START DATA IN THIS EXERCISE

//! StreamConnection (C5): binds a byte-stream socket to two pipes via a
//! receive-loop and a send-loop (spec §4.5).

use std::io;
use std::net::SocketAddr;
use std::sync::atomic::{AtomicBool, AtomicU64, Ordering};
use std::sync::Arc;

use compio::buf::BufResult;
use compio::io::{AsyncReadExt, AsyncWriteExt};
use compio::net::TcpStream;
use parking_lot::Mutex;
use tracing::{debug, warn};

use socketpipe_core::error::{Error, Result};
use socketpipe_core::pipe::{pipe, PipeOptions, PipeReader, PipeWriter};
use socketpipe_core::scheduler::Scheduler;
use socketpipe_core::shutdown::{ShutdownKind, ShutdownState};

use crate::socket_options::{apply_recommended_stream_opts, duplicate_stream, shutdown_stream};

/// Configuration for a [`StreamConnection`], modeled on the teacher's
/// `SocketOptions` builder.
#[derive(Clone)]
pub struct StreamConnectionOptions {
    pub block_size: usize,
    pub high_watermark: usize,
    pub low_watermark: usize,
    pub receive_scheduler: Scheduler,
    pub send_scheduler: Scheduler,
    /// Post a zero-byte receive before each real receive when the socket
    /// has nothing buffered. A documented no-op where the platform has
    /// no such semantic (spec §9 "Zero-length reads").
    pub zero_length_reads: bool,
}

impl Default for StreamConnectionOptions {
    fn default() -> Self {
        Self {
            block_size: 4096,
            high_watermark: 0,
            low_watermark: 0,
            receive_scheduler: Scheduler::default(),
            send_scheduler: Scheduler::default(),
            zero_length_reads: false,
        }
    }
}

impl StreamConnectionOptions {
    #[must_use]
    pub fn with_block_size(mut self, block_size: usize) -> Self {
        self.block_size = block_size;
        self
    }

    #[must_use]
    pub fn with_watermarks(mut self, low: usize, high: usize) -> Self {
        self.low_watermark = low;
        self.high_watermark = high;
        self
    }

    #[must_use]
    pub fn with_zero_length_reads(mut self, enabled: bool) -> Self {
        self.zero_length_reads = enabled;
        self
    }

    fn pipe_options(&self, scheduler: Scheduler) -> PipeOptions {
        PipeOptions::default()
            .with_block_size(self.block_size)
            .with_watermarks(self.low_watermark, self.high_watermark)
            .with_writer_scheduler(scheduler.clone())
            .with_reader_scheduler(scheduler)
    }
}

struct Inner {
    stream: Mutex<Option<TcpStream>>,
    receive_stream: Mutex<Option<TcpStream>>,
    send_stream: Mutex<Option<TcpStream>>,
    receive_pipe_writer: PipeWriter,
    receive_pipe_reader: PipeReader,
    send_pipe_writer: PipeWriter,
    send_pipe_reader: PipeReader,
    shutdown: ShutdownState,
    receive_started: AtomicBool,
    send_started: AtomicBool,
    disposed: AtomicBool,
    bytes_read: AtomicU64,
    bytes_sent: AtomicU64,
    options: StreamConnectionOptions,
    peer_addr: Option<SocketAddr>,
}

/// Owns one TCP socket plus the two pipes bound to it: `receive_pipe`
/// (socket → application) and `send_pipe` (application → socket). Both
/// loops start lazily on first access to their corresponding pipe end
/// (spec §9 "Lazy loop start").
#[derive(Clone)]
pub struct StreamConnection {
    inner: Arc<Inner>,
}

impl StreamConnection {
    /// Wrap an already-connected TCP stream. Applies `NODELAY`.
    pub fn new(stream: TcpStream, options: StreamConnectionOptions) -> io::Result<Self> {
        apply_recommended_stream_opts(&stream)?;
        let peer_addr = stream.peer_addr().ok();
        let receive_stream = duplicate_stream(&stream)?;
        let send_stream = duplicate_stream(&stream)?;

        let (receive_pipe_writer, receive_pipe_reader) =
            pipe(options.pipe_options(options.receive_scheduler.clone()))
                .map_err(pipe_err_to_io)?;
        let (send_pipe_writer, send_pipe_reader) =
            pipe(options.pipe_options(options.send_scheduler.clone())).map_err(pipe_err_to_io)?;

        Ok(Self {
            inner: Arc::new(Inner {
                stream: Mutex::new(Some(stream)),
                receive_stream: Mutex::new(Some(receive_stream)),
                send_stream: Mutex::new(Some(send_stream)),
                receive_pipe_writer,
                receive_pipe_reader,
                send_pipe_writer,
                send_pipe_reader,
                shutdown: ShutdownState::new(),
                receive_started: AtomicBool::new(false),
                send_started: AtomicBool::new(false),
                disposed: AtomicBool::new(false),
                bytes_read: AtomicU64::new(0),
                bytes_sent: AtomicU64::new(0),
                options,
                peer_addr,
            }),
        })
    }

    #[must_use]
    pub fn peer_addr(&self) -> Option<SocketAddr> {
        self.inner.peer_addr
    }

    #[must_use]
    pub fn shutdown_state(&self) -> &ShutdownState {
        &self.inner.shutdown
    }

    #[must_use]
    pub fn bytes_read(&self) -> u64 {
        self.inner.bytes_read.load(Ordering::Relaxed)
    }

    #[must_use]
    pub fn bytes_sent(&self) -> u64 {
        self.inner.bytes_sent.load(Ordering::Relaxed)
    }

    /// The reader half of `receive_pipe`. Starts the receive-loop on
    /// first call.
    pub fn receive_reader(&self) -> &PipeReader {
        self.ensure_receive_loop();
        &self.inner.receive_pipe_reader
    }

    /// The writer half of `send_pipe`. Starts the send-loop on first
    /// call.
    pub fn send_writer(&self) -> &PipeWriter {
        self.ensure_send_loop();
        &self.inner.send_pipe_writer
    }

    fn ensure_receive_loop(&self) {
        if self
            .inner
            .receive_started
            .compare_exchange(false, true, Ordering::AcqRel, Ordering::Acquire)
            .is_ok()
        {
            let inner = Arc::clone(&self.inner);
            let stream = inner
                .receive_stream
                .lock()
                .take()
                .expect("receive loop starts exactly once");
            compio::runtime::spawn(receive_loop(inner, stream)).detach();
        }
    }

    fn ensure_send_loop(&self) {
        if self
            .inner
            .send_started
            .compare_exchange(false, true, Ordering::AcqRel, Ordering::Acquire)
            .is_ok()
        {
            let inner = Arc::clone(&self.inner);
            let stream = inner
                .send_stream
                .lock()
                .take()
                .expect("send loop starts exactly once");
            compio::runtime::spawn(send_loop(inner, stream)).detach();
        }
    }

    /// Close the socket; both loops observe this and exit via the error
    /// policy in §4.5.
    pub fn dispose(&self) {
        self.inner.disposed.store(true, Ordering::Release);
        if let Some(stream) = self.inner.stream.lock().take() {
            let _ = shutdown_stream(&stream, std::net::Shutdown::Both);
        }
    }
}

fn pipe_err_to_io(err: Error) -> io::Error {
    io::Error::new(io::ErrorKind::InvalidInput, err.to_string())
}

async fn receive_loop(inner: Arc<Inner>, mut stream: TcpStream) {
    debug!("receive-loop starting");
    // `zero_length_reads` has no effect here: compio's completion-based
    // reactor gives no way to peek "bytes available" without consuming
    // them, so there is nothing to post (spec §9 sanctions a no-op on
    // platforms lacking the semantic).
    loop {
        let mem = match inner.receive_pipe_writer.get_memory(0) {
            Ok(mem) => mem,
            Err(e) => {
                warn!(error = %e, "receive-loop: get_memory failed");
                inner.receive_pipe_writer.complete(Some(e));
                break;
            }
        };

        let BufResult(result, mem) = stream.read(mem).await;
        match result {
            Ok(0) => {
                inner.shutdown.set(ShutdownKind::ReadEof);
                inner.receive_pipe_writer.complete(None);
                break;
            }
            Ok(n) => {
                if let Err(e) = inner.receive_pipe_writer.advance(&mem, n) {
                    warn!(error = %e, "receive-loop: advance failed");
                    inner.receive_pipe_writer.complete(Some(e));
                    break;
                }
                inner.bytes_read.fetch_add(n as u64, Ordering::Relaxed);
                match inner.receive_pipe_writer.flush_async().await {
                    Ok(flush) if flush.is_completed => {
                        inner.shutdown.set(ShutdownKind::ReadFlushCompleted);
                        inner.receive_pipe_writer.complete(None);
                        break;
                    }
                    Ok(flush) if flush.is_canceled => {
                        inner.shutdown.set(ShutdownKind::ReadFlushCanceled);
                        inner.receive_pipe_writer.complete(None);
                        break;
                    }
                    Ok(_) => {}
                    Err(e) => {
                        warn!(error = %e, "receive-loop: flush failed");
                        inner.receive_pipe_writer.complete(Some(e));
                        break;
                    }
                }
            }
            Err(e) => {
                classify_and_complete_receive(&inner, e);
                break;
            }
        }
    }

    let _ = shutdown_stream(&stream, std::net::Shutdown::Read);
    debug!("receive-loop exited");
}

fn classify_and_complete_receive(inner: &Inner, err: io::Error) {
    let disposed = inner.disposed.load(Ordering::Acquire);
    if disposed {
        inner.shutdown.set(ShutdownKind::ReadDisposed);
        inner.receive_pipe_writer.complete(None);
        return;
    }
    let mapped = Error::from_socket_error(err, false);
    let code = raw_os_error(&mapped);
    let kind = match &mapped {
        Error::ConnectionReset | Error::ConnectionAborted => ShutdownKind::ReadSocketError,
        Error::Io(_) => ShutdownKind::ReadIoError,
        _ => ShutdownKind::ReadOtherError,
    };
    match code {
        Some(code) => {
            inner.shutdown.set_with_error_code(kind, code);
        }
        None => {
            inner.shutdown.set(kind);
        }
    }
    inner.receive_pipe_writer.complete(Some(mapped));
}

fn raw_os_error(err: &Error) -> Option<i32> {
    match err {
        Error::Io(e) => e.raw_os_error(),
        _ => None,
    }
}

async fn send_loop(inner: Arc<Inner>, mut stream: TcpStream) {
    debug!("send-loop starting");
    loop {
        let result = match inner.send_pipe_reader.try_read() {
            Some(r) => r,
            None => match inner.send_pipe_reader.read_async().await {
                Ok(r) => r,
                Err(e) => {
                    warn!(error = %e, "send-loop: read_async failed");
                    break;
                }
            },
        };

        if result.is_canceled {
            break;
        }
        if result.sequence.is_empty() && result.is_completed {
            break;
        }

        if !result.sequence.is_empty() {
            let chunks = result.sequence.chunks();
            match send_chunks(&mut stream, chunks).await {
                Ok(n) => {
                    inner.bytes_sent.fetch_add(n as u64, Ordering::Relaxed);
                }
                Err(e) => {
                    classify_and_complete_send(&inner, e);
                    let _ = shutdown_stream(&stream, std::net::Shutdown::Write);
                    debug!("send-loop exited");
                    return;
                }
            }
        }

        if let Err(e) = inner
            .send_pipe_reader
            .advance_to(result.sequence.end(), None)
        {
            warn!(error = %e, "send-loop: advance_to failed");
            break;
        }
    }

    // Normal (non-error) exit: seal both pipe ends so a subsequent
    // application write/read observes completion rather than hanging.
    inner.send_pipe_writer.complete(None);
    inner.send_pipe_reader.complete(None);
    let _ = shutdown_stream(&stream, std::net::Shutdown::Write);
    debug!("send-loop exited");
}

async fn send_chunks(stream: &mut TcpStream, chunks: Vec<bytes::Bytes>) -> io::Result<usize> {
    if chunks.len() <= 1 {
        let buf = chunks.into_iter().next().unwrap_or_default();
        let BufResult(res, _) = stream.write_all(buf).await;
        res
    } else {
        // Scatter-gather (spec S6): `write_vectored` is a single syscall
        // attempt and may come back short, the same as a plain `write`.
        // Keep reissuing it against whatever of the sequence is left
        // until every byte lands, mirroring the `write_all` guarantee
        // the single-segment branch above gets for free.
        write_vectored_all(stream, chunks).await
    }
}

/// Drive `write_vectored` to completion across a list of segments,
/// trimming already-sent bytes from the front (including a partially
/// sent chunk) before reissuing, since a short vectored write can land
/// mid-chunk.
async fn write_vectored_all(
    stream: &mut TcpStream,
    mut chunks: Vec<bytes::Bytes>,
) -> io::Result<usize> {
    let total: usize = chunks.iter().map(bytes::Bytes::len).sum();
    let mut sent = 0usize;
    while sent < total {
        let BufResult(res, returned) = stream.write_vectored(chunks).await;
        let n = res?;
        if n == 0 {
            return Err(io::Error::new(
                io::ErrorKind::WriteZero,
                "write_vectored wrote 0 bytes with data remaining",
            ));
        }
        sent += n;
        chunks = returned;
        advance_chunks(&mut chunks, n);
    }
    Ok(sent)
}

/// Drop `n` bytes from the front of `chunks`, trimming a partially
/// consumed chunk in place via `bytes::Buf::advance` instead of
/// discarding it outright.
fn advance_chunks(chunks: &mut Vec<bytes::Bytes>, mut n: usize) {
    use bytes::Buf;
    while n > 0 {
        let Some(front) = chunks.first_mut() else {
            break;
        };
        let len = front.len();
        if n < len {
            front.advance(n);
            break;
        }
        n -= len;
        chunks.remove(0);
    }
}

fn classify_and_complete_send(inner: &Inner, err: io::Error) {
    let disposed = inner.disposed.load(Ordering::Acquire);
    if disposed {
        inner.shutdown.set(ShutdownKind::WriteDisposed);
        inner.send_pipe_reader.complete(None);
        inner.send_pipe_writer.complete(None);
        return;
    }
    let mapped = Error::from_socket_error(err, false);
    let code = raw_os_error(&mapped);
    let kind = match &mapped {
        Error::ConnectionReset | Error::ConnectionAborted => ShutdownKind::WriteSocketError,
        Error::Io(_) => ShutdownKind::WriteIoError,
        _ => ShutdownKind::WriteOtherError,
    };
    match code {
        Some(code) => {
            inner.shutdown.set_with_error_code(kind, code);
        }
        None => {
            inner.shutdown.set(kind);
        }
    }
    inner.send_pipe_reader.complete(Some(mapped.clone()));
    inner.send_pipe_writer.complete(Some(mapped));
}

END DATA IN THIS EXERCISE

Find the number of lines above that hold the word "exactly", then write that number by itself.

■ WRITTEN ANSWER:
2